December 1, 2023 · By Ashley Abramson, AbleTo, an Optum wellness app


Winter can be filled with joy. We visit loved ones. We celebrate holidays. We whip up cozy recipes. We decorate our homes. But many people have a tough time. The colder months can come with heavy feelings. And for some, those can last until spring.

About 5% of U.S. adults have a form of depression called seasonal affective disorder (SAD). SAD usually shows up during winter. But not always. It can also appear during spring and summer.

SAD can be tough to spot. For one, it can look a lot like other kinds of depression. But we’ll help you learn what to look for. The good news? There are lots of ways to treat it. We’ll talk about ways to get support.

What is seasonal affective disorder?
Seasonal affective disorder is a type of major depressive disorder. It follows a seasonal pattern. “You usually start noticing it during the change in seasons,” says Giselle Alexander, LCSW, a licensed therapist and AbleTo program advisor. “It’s most common in winter.”

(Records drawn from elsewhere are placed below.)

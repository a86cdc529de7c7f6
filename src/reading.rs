//! Reading progress tracking and derived statistics.

pub mod progress;
mod service;
pub mod stats;

pub use progress::{ProgressReport, ProgressWrite};
pub use service::ReadingService;
pub use stats::{DailyPages, HeatmapDay, ReadingStats, WeeklyPages};

use serde::{Deserialize, Serialize};

/// Resolution of two progress reports racing for the same book.
#[derive(Debug, Clone, Copy, Default, PartialEq, Eq, Serialize, Deserialize)]
#[serde(rename_all = "snake_case")]
pub enum ConflictPolicy {
    /// The later write replaces the earlier one.
    #[default]
    LastWriteWins,
    /// Updates must name the version they were based on.
    VersionChecked,
}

There are certain criteria for SAD. You need to have symptoms most of the day, for most of the week. These signs also need to last for at least 2 weeks. And they need to be present for at least 2 seasons in a row. So if you have symptoms this winter and last winter, you might have SAD.

SAD also impacts daily tasks in a big way. “You’ll see changes in your ability to function,” says Alexander. For example, it might be harder to get out of bed. It might also be tough to make a meal. Or maybe you don’t feel like seeing friends.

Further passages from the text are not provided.